Add in the axios requests and state changes needed to connect our api to the web application. Consider the effect of authentication on your api requests.

• When BubblePages mounts, make a GET request to fetch the color data for your bubbles.
• In ColorList.js, complete the saveEdit and deleteColor functions to make API requests for to editing and delete data.
• Watch and enjoy as your app responds to updates in the data. Check out Bubbles.js to see how this is built.

• Finish the test in BubblePage.test.js to test that your app is fetching the bubble data from the API

Notes:

• You are welcome to create additional files but do not move or rename existing files or folders.
• Do not change your package.json file except to install additional libraries.
• In your solution, it is essential that you follow best practices and produce clean and professional results.
• Schedule time to review, refine, and assess your work and perform basic professional polishing including spell-checking and grammar-checking on your work.
• It is better to submit a challenge that meets MVP than one that attempts too much and does not.

IMPORTANT: Only work on stretch goals after completing your MVP!

When completing these goals, make sure to use a new branch to ensure your MVP code is not overwritten. You can branch off <firstName-lastName> by executing git checkout -b stretch. When you are fully sure your stretch code is ready for feedback, merge your stretch code with main using git checkout <firstName-lastName> and git merge stretch.

These goals may or may not be things you have learned in this module but they build on the material you just studied:

• Build out another form to add a new color to your color list
• Build a custom hook called useApi that you can use to make all of your API calls
• Add more tests to give you further confidence in the code you're shipping

• [POST] * to http://localhost:5000/api/login: returns a token to be added to the header of all other requests. Pass in the following credentials as the body of the request: { username: 'Lambda School', password: 'i<3Lambd4' }
• [GET] to http://localhost:5000/api/colors: returns the list of colors and their hex codes. This endpoint can only be accessed by an autheticated user.
• [POST] to http://localhost:5000/api/colors: creates a new color object. Pass the color as the body of the request (the second argument passed to axios.post). This endpoint can only be accessed by an autheticated user.
• [PUT] to http://localhost:5000/api/colors/:id: updates the color using the id passed as part of the URL. Send the color object with the updated information as the body of the request (the second argument passed to axios.put). This endpoint can only be accessed by an authenticated user.
• [DELETE] to http://localhost:5000/api/colors/123: removes the color using the id passed as part of the URL (123 in example). This endpoint can only be accessed by an autheticated user.

Note You can use the sites like the following to get color hex codes:

• Color-Hex

• Submit via Codegrade by committing and pushing any new changes.
• Submit a pull-request to merge branch into main. Please don't merge your own pull request and make sure you are on your own repo
• Check codegrade for automated feedback.
• Check codegrade on Monday following the Sprint Challenge for reviewer feedback.
• Any changes pushed to your branch will resubmitted to codegrade if pushed before the sprint challenge deadline. Changes after the deadline will not be reviewed.

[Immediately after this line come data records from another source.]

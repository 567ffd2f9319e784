use chrono::NaiveDate;
use egui::RichText;
use tracing::{debug, info, warn};

use staff_timeline::config::PlannerSettings;
use staff_timeline::io::{export_utilization_csv, AssignmentMutator, JsonFileStore, TimelineSource};
use staff_timeline::model::{AssignmentId, TimelineData, TimelineQuery, TimelineViewState};
use staff_timeline::timeline::{Interactions, PatchIntent, RenderModel, TimelineCache};

use crate::ui;
use crate::ui::theme;
use crate::ui::timeline_chart::PointerRoute;

/// Main application state.
pub struct PlannerApp {
    pub settings: PlannerSettings,
    pub store: JsonFileStore,
    pub view: TimelineViewState,
    pub today: NaiveDate,

    cache: TimelineCache,
    interactions: Interactions<PointerRoute>,
    // Last query whose fetch failed; not retried until the view changes or the user reloads
    failed_query: Option<TimelineQuery>,
    selected: Option<AssignmentId>,

    status_message: String,
    status_is_error: bool,
}

impl PlannerApp {
    pub fn new(
        cc: &eframe::CreationContext<'_>,
        settings: PlannerSettings,
        store: JsonFileStore,
        today: NaiveDate,
    ) -> Self {
        // Register Phosphor icon font as a fallback so icons render inline with text
        let mut fonts = egui::FontDefinitions::default();
        egui_phosphor::add_to_fonts(&mut fonts, egui_phosphor::Variant::Regular);
        cc.egui_ctx.set_fonts(fonts);

        let view = TimelineViewState::new(settings.default_zoom, today)
            .set_team_filter(settings.teams.iter().cloned());
        let status_message = format!("Loaded {}", store.path().display());

        Self {
            settings,
            store,
            view,
            today,
            cache: TimelineCache::new(),
            interactions: Interactions::new(PointerRoute::default()),
            failed_query: None,
            selected: None,
            status_message,
            status_is_error: false,
        }
    }

    fn set_status(&mut self, message: impl Into<String>) {
        self.status_message = message.into();
        self.status_is_error = false;
    }

    fn set_error(&mut self, message: impl Into<String>) {
        self.status_message = message.into();
        self.status_is_error = true;
    }

    /// Switch to a new view state and fetch its window. Zoom and team filter are remembered
    /// across runs.
    pub fn set_view(&mut self, next: TimelineViewState) {
        if next == self.view {
            return;
        }
        let remember = next.zoom() != self.view.zoom() || next.teams() != self.view.teams();
        self.interactions.cancel();
        self.view = next;

        if remember {
            self.settings.default_zoom = self.view.zoom();
            self.settings.teams = self.view.teams().iter().cloned().collect();
            if let Err(e) = self.settings.save() {
                warn!("could not save settings: {e}");
            }
        }
        self.refresh();
    }

    /// Data fetched for the current view, if it has arrived.
    fn current(&self) -> Option<&TimelineData> {
        self.cache.get(&self.view.query())
    }

    /// Fetch the current window unless the cache already holds it.
    fn refresh(&mut self) {
        let query = self.view.query();
        if !self.cache.is_stale(&query) || self.failed_query.as_ref() == Some(&query) {
            return;
        }

        let ticket = self.cache.issue(query.clone());
        match self.store.fetch_timeline(ticket.query()) {
            Ok(data) => {
                if self.cache.accept(ticket, data, &query) {
                    self.failed_query = None;
                }
            }
            Err(e) => {
                warn!(start = %query.window_start, end = %query.window_end, "fetch failed: {e}");
                self.set_error(format!("Could not load timeline: {e}"));
                self.failed_query = Some(query);
            }
        }
    }

    fn apply_intent(&mut self, intent: PatchIntent) {
        let id = intent.assignment_id();
        let result = self.store.patch_assignment(id, intent.patch());
        self.interactions.settle(id);

        match result {
            Ok(()) => {
                let message = self
                    .cache
                    .last()
                    .map(|data| intent.describe_success(data))
                    .unwrap_or_else(|| "Assignment updated".to_string());
                self.cache.invalidate();
                self.set_status(message);
            }
            Err(e) => {
                warn!(assignment = %id, "patch rejected: {e}");
                self.set_error(format!("Could not update assignment: {e}"));
            }
        }
    }

    pub fn reload(&mut self) {
        match JsonFileStore::open(self.store.path().to_path_buf(), self.today) {
            Ok(store) => {
                self.store = store;
                self.cache.invalidate();
                self.failed_query = None;
                self.set_status("Reloaded");
                self.refresh();
            }
            Err(e) => {
                warn!("reload failed: {e}");
                self.set_error(format!("Reload failed: {e}"));
            }
        }
    }

    pub fn open_data_file(&mut self) {
        let Some(path) = rfd::FileDialog::new()
            .add_filter("Planner data", &["json"])
            .pick_file()
        else {
            return;
        };

        match JsonFileStore::open(path.clone(), self.today) {
            Ok(store) => {
                info!(path = %path.display(), "switched data file");
                self.store = store;
                self.cache = TimelineCache::new();
                self.interactions.cancel();
                self.failed_query = None;
                self.selected = None;
                self.settings.data_file = Some(path.clone());
                if let Err(e) = self.settings.save() {
                    warn!("could not save settings: {e}");
                }
                self.set_status(format!("Loaded {}", path.display()));
                self.refresh();
            }
            Err(e) => self.set_error(format!("Error opening file: {e}")),
        }
    }

    pub fn open_data_folder(&mut self) {
        let Some(dir) = self.store.path().parent().map(|p| p.to_path_buf()) else {
            return;
        };
        if let Err(e) = open::that(&dir) {
            warn!(dir = %dir.display(), "could not open folder: {e}");
            self.set_error(format!("Could not open {}", dir.display()));
        }
    }

    pub fn export_utilization(&mut self) {
        let Some(data) = self.current() else {
            self.set_error("Nothing to export yet");
            return;
        };
        let model = RenderModel::build(data, &self.view);
        let default_name = format!("utilization_{}.csv", self.view.window_start().format("%Y-%m"));

        if let Some(path) = rfd::FileDialog::new()
            .add_filter("CSV Files", &["csv"])
            .set_file_name(&default_name)
            .save_file()
        {
            match export_utilization_csv(&model, &path) {
                Ok(rows) => self.set_status(format!("Exported {rows} utilization rows")),
                Err(e) => self.set_error(format!("Export failed: {e}")),
            }
        }
    }

    fn show_status_bar(&self, ctx: &egui::Context) {
        egui::TopBottomPanel::bottom("status_bar")
            .exact_height(theme::STATUS_BAR_HEIGHT)
            .frame(
                egui::Frame::default()
                    .fill(theme::BG_HEADER)
                    .inner_margin(egui::Margin::symmetric(10.0, 0.0)),
            )
            .show(ctx, |ui| {
                ui.horizontal_centered(|ui| {
                    let color = if self.status_is_error {
                        theme::ERROR
                    } else {
                        theme::TEXT_SECONDARY
                    };
                    ui.label(
                        RichText::new(&self.status_message)
                            .font(theme::font_sub())
                            .color(color),
                    );
                    ui.with_layout(egui::Layout::right_to_left(egui::Align::Center), |ui| {
                        let employees = self.current().map_or(0, |d| d.employees.len());
                        ui.label(
                            RichText::new(format!("Employees: {employees}"))
                                .size(10.5)
                                .color(theme::TEXT_DIM),
                        );
                        ui.label(RichText::new(" · ").size(10.5).color(theme::TEXT_DIM));
                        ui.label(
                            RichText::new(format!("Scale: {}", self.view.zoom().label()))
                                .size(10.5)
                                .color(theme::TEXT_DIM),
                        );
                    });
                });
            });
    }

    fn show_details(&mut self, ctx: &egui::Context) {
        let Some(id) = self.selected else { return };
        let Some(data) = self.current() else { return };
        let Some(assignment) = data.assignment(id) else {
            self.selected = None;
            return;
        };
        let employee = data
            .employee(assignment.employee_id)
            .map(|e| e.name.as_str())
            .unwrap_or("—");

        let mut open = true;
        egui::Window::new("Assignment")
            .open(&mut open)
            .collapsible(false)
            .resizable(false)
            .show(ctx, |ui| {
                egui::Grid::new("assignment_details")
                    .num_columns(2)
                    .spacing([12.0, 6.0])
                    .show(ui, |ui| {
                        let row = |ui: &mut egui::Ui, label: &str, value: String| {
                            ui.label(RichText::new(label).color(theme::TEXT_SECONDARY));
                            ui.label(value);
                            ui.end_row();
                        };
                        row(ui, "Project", assignment.project_name.clone());
                        row(ui, "Employee", employee.to_string());
                        row(ui, "Start", assignment.start.format("%d/%m/%Y").to_string());
                        row(ui, "End", assignment.end.format("%d/%m/%Y").to_string());
                        row(ui, "Allocation", assignment.allocation_label());
                        row(ui, "Hours / day", format!("{:.2}", assignment.daily_hours));
                        if assignment.is_tentative {
                            row(ui, "Status", "Tentative".to_string());
                        }
                        if let Some(note) = assignment.note.as_deref().filter(|_| assignment.has_note()) {
                            row(ui, "Note", note.to_string());
                        }
                    });
            });
        if !open {
            self.selected = None;
        }
    }
}

impl eframe::App for PlannerApp {
    fn update(&mut self, ctx: &egui::Context, _frame: &mut eframe::Frame) {
        theme::apply_theme(ctx);

        if ctx.input(|i| i.key_pressed(egui::Key::F5)) {
            self.reload();
        }
        self.refresh();

        // Top panel: toolbar
        egui::TopBottomPanel::top("toolbar").show(ctx, |ui| {
            ui::toolbar::show_toolbar(self, ui);
        });

        let filtered = egui::TopBottomPanel::top("filters")
            .show(ctx, |ui| ui::filter_bar::show_filter_bar(&self.view, ui))
            .inner;
        if let Some(next) = filtered {
            debug!(query = ?next.query(), "filter changed");
            self.set_view(next);
        }

        self.show_status_bar(ctx);
        self.show_details(ctx);

        // Only data fetched for this exact query is drawn; another window's rows would be laid out
        // against the wrong grid
        let query = self.view.query();
        let failed = self.failed_query.as_ref() == Some(&query);
        let output = egui::CentralPanel::default()
            .frame(egui::Frame::default().fill(theme::BG_DARK))
            .show(ctx, |ui| {
                let Some(data) = self.cache.get(&query) else {
                    let (text, color) = if failed {
                        ("Could not load this period", theme::ERROR)
                    } else {
                        ("Loading timeline…", theme::TEXT_DIM)
                    };
                    ui.centered_and_justified(|ui| {
                        ui.label(RichText::new(text).color(color));
                    });
                    return None;
                };
                let model = RenderModel::build(data, &self.view);
                Some(ui::timeline_chart::show_timeline_chart(
                    &model,
                    data,
                    self.today,
                    &mut self.interactions,
                    ui,
                ))
            })
            .inner;

        if let Some(output) = output {
            if let Some(id) = output.clicked {
                self.selected = Some(id);
            }
            if let Some(intent) = output.intent {
                self.apply_intent(intent);
            }
        }
    }
}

Be prepared to demonstrate your understanding of this week's concepts by answering questions on the following topics. Add your answers to the questions within interview_answers.md file. These will not be counted as a part of your sprint score but will be helpful for preparing you for your endorsement interview, and enhancing overall understanding.

1. Explain what a token is used for.
2. What steps can you take in your web apps to keep your data secure?
3. Describe how web servers work.
4. Which HTTP methods can be mapped to the CRUD acronym that we use when interfacing with APIs/Servers.